Converting analytic scripts to Unicode

If you are migrating from the non-Unicode edition of Analytics to the Unicode edition, existing regular scripts and analytic scripts are automatically converted to Unicode. However, you must verify that the logic of the scripts remains the same when applied to double-byte Unicode data.

What is Unicode?

Unicode is a standard for encoding text that uses two or more bytes to represent each character, and characters for all languages are contained in a single character set. The Unicode editions of Galvanize products allow you to view and work with files and databases that contain Unicode-encoded data in all modern languages.

Note

Analytics and the AX Engine support little-endian (LE) encoded Unicode data. These products cannot be used to analyze big-endian (BE) encoded data.

Migrating to Unicode Analytics Exchange

encryption of Unicode scripts is not currently supported
Analytics project files and log files are encoded as Unicode data (UTF-16 LE) and cannot be used with the non-Unicode edition of Analytics
when you use Analytics to define print image and delimited files that contain ASCII or EBCDIC-encoded text, the fields in the Analytics table containing this data are assigned the Unicode data type by default

Required analytic scripts changes

Update any parameters that specify a value in bytes

Characters in the non-Unicode edition of Analytics are one byte in length. Characters in the Unicode edition, if they are Unicode data, are two bytes in length. When you specify field length or starting position in bytes in the non-Unicode edition of Analytics, the number of bytes is equal to the number of characters. This is not true for Unicode data in the Unicode edition of Analytics.
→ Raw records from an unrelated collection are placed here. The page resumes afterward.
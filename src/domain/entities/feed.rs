//! Results of source fetches and the payload shapes the bot expects

use serde::de::DeserializeOwned;
use serde::Deserialize;

/// Outcome of fetching one source URL
///
/// Every failure mode (connect, HTTP status, malformed body, timeout)
/// collapses into `Failure`; the cause is logged by the fetcher.
#[derive(Debug, Clone, PartialEq)]
pub enum FetchResult {
    Success(serde_json::Value),
    Failure,
}

impl FetchResult {
    pub fn is_failure(&self) -> bool {
        matches!(self, FetchResult::Failure)
    }

    pub fn value(&self) -> Option<&serde_json::Value> {
        match self {
            FetchResult::Success(value) => Some(value),
            FetchResult::Failure => None,
        }
    }

    /// Decode the payload into a typed feed, `None` on failure or shape mismatch
    pub fn decode<T: DeserializeOwned>(&self) -> Option<T> {
        let value = self.value()?;
        match T::deserialize(value) {
            Ok(feed) => Some(feed),
            Err(e) => {
                tracing::warn!("Unexpected payload shape: {}", e);
                None
            }
        }
    }
}

/// One entry of the block explorer feed
#[derive(Debug, Clone, Copy, PartialEq, Eq, Deserialize)]
pub struct Block {
    pub time: i64,
    pub height: u64,
}

/// Block explorer feed, newest block first
#[derive(Debug, Clone, Deserialize)]
pub struct BlocksFeed {
    pub blocks: Vec<Block>,
}

impl BlocksFeed {
    pub fn latest_height(&self) -> Option<u64> {
        self.blocks.first().map(|b| b.height)
    }
}

/// One entry of the exchange-rate feed
#[derive(Debug, Clone, Deserialize)]
pub struct Rate {
    pub code: String,
    pub price: String,
}

impl Rate {
    /// USD price of `code` in a rates feed, `None` unless it is a finite number
    pub fn find_price(rates: &[Rate], code: &str) -> Option<f64> {
        rates
            .iter()
            .find(|r| r.code == code)
            .and_then(|r| r.price.trim().parse::<f64>().ok())
            .filter(|p| p.is_finite())
    }
}

#[derive(Debug, Clone, Copy, Deserialize)]
pub struct NetworkInfo {
    pub networksolps: f64,
    pub difficulty: f64,
}

/// Network status feed
#[derive(Debug, Clone, Copy, Deserialize)]
pub struct NetworkInfoFeed {
    pub info: NetworkInfo,
}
To convert analytic scripts for use in Unicode Analytics, you must adjust the numeric value of any parameters that specify field length or starting position in bytes. For example, for an IMPORT DELIMITED command that specifies a WID value of 7 in non-Unicode Analytics, you must double the WID value to 14 to produce the same result in Unicode Analytics.

In addition, for Unicode data, specify an odd-numbered starting byte position for fields, and an even number of bytes for field lengths. Specifying an even-numbered starting position, or an odd-numbered length, can cause characters to display incorrectly.

Recreate all instances of IMPORT PRINT and IMPORT DELIMITED

You need to recreate all instances of the IMPORT PRINT and IMPORT DELIMITED commands by importing the source data file using the Data Definition Wizard in the Unicode version of Analytics and reimporting the projects into AX Server. Using the Data Definition Wizard ensures that all syntax is valid.

Change all instances of the ZONED( ) and EBCDIC( ) functions

You need to change all instances of the ZONED() and EBCDIC() functions as follows so that the ASCII values returned by the functions are correctly converted to Unicode data:

Computed fields wrap the BINTOSTR() function around ZONED() or EBCDIC() instances
Static expressions wrap the BINTOSTR() function around ZONED() instances

BINTOSTR(ZONED(%result%, 5), 'A')

Change all instances of the OPEN FORMAT command

You need to modify all instances of the OPEN FORMAT command. You need to use the SKIP parameter to skip the first two bytes of the Unicode file you are opening. This is required because the first two bytes of UTF-16 encoded files are reserved as byte order marks and are separate from the text in the file.

Non-Unicode

OPEN "ascii_test.txt" FORMAT template_table CRLF 
DEFINE FIELD full_rec ASCII 1 10

Unicode

OPEN "utf-16_test.txt" FORMAT template_table CRLF SKIP 2 
DEFINE FIELD full_rec UNICODE 1 20

Verifying converted analytic scripts

Verify that the Unicode versions of the analytic scripts produce results that are identical to the results produced by the non-Unicode analytic scripts. The best way to do this is to use a Diff tool to compare the log files produced in the analysis. The Diff tool identifies any differences between the files.

What if the results are not the same?

If you cannot produce the same results with the Unicode version of an analytic script as the non-Unicode version, you may be able to isolate the problem by comparing the log outputs of the scripts at each step of the analysis.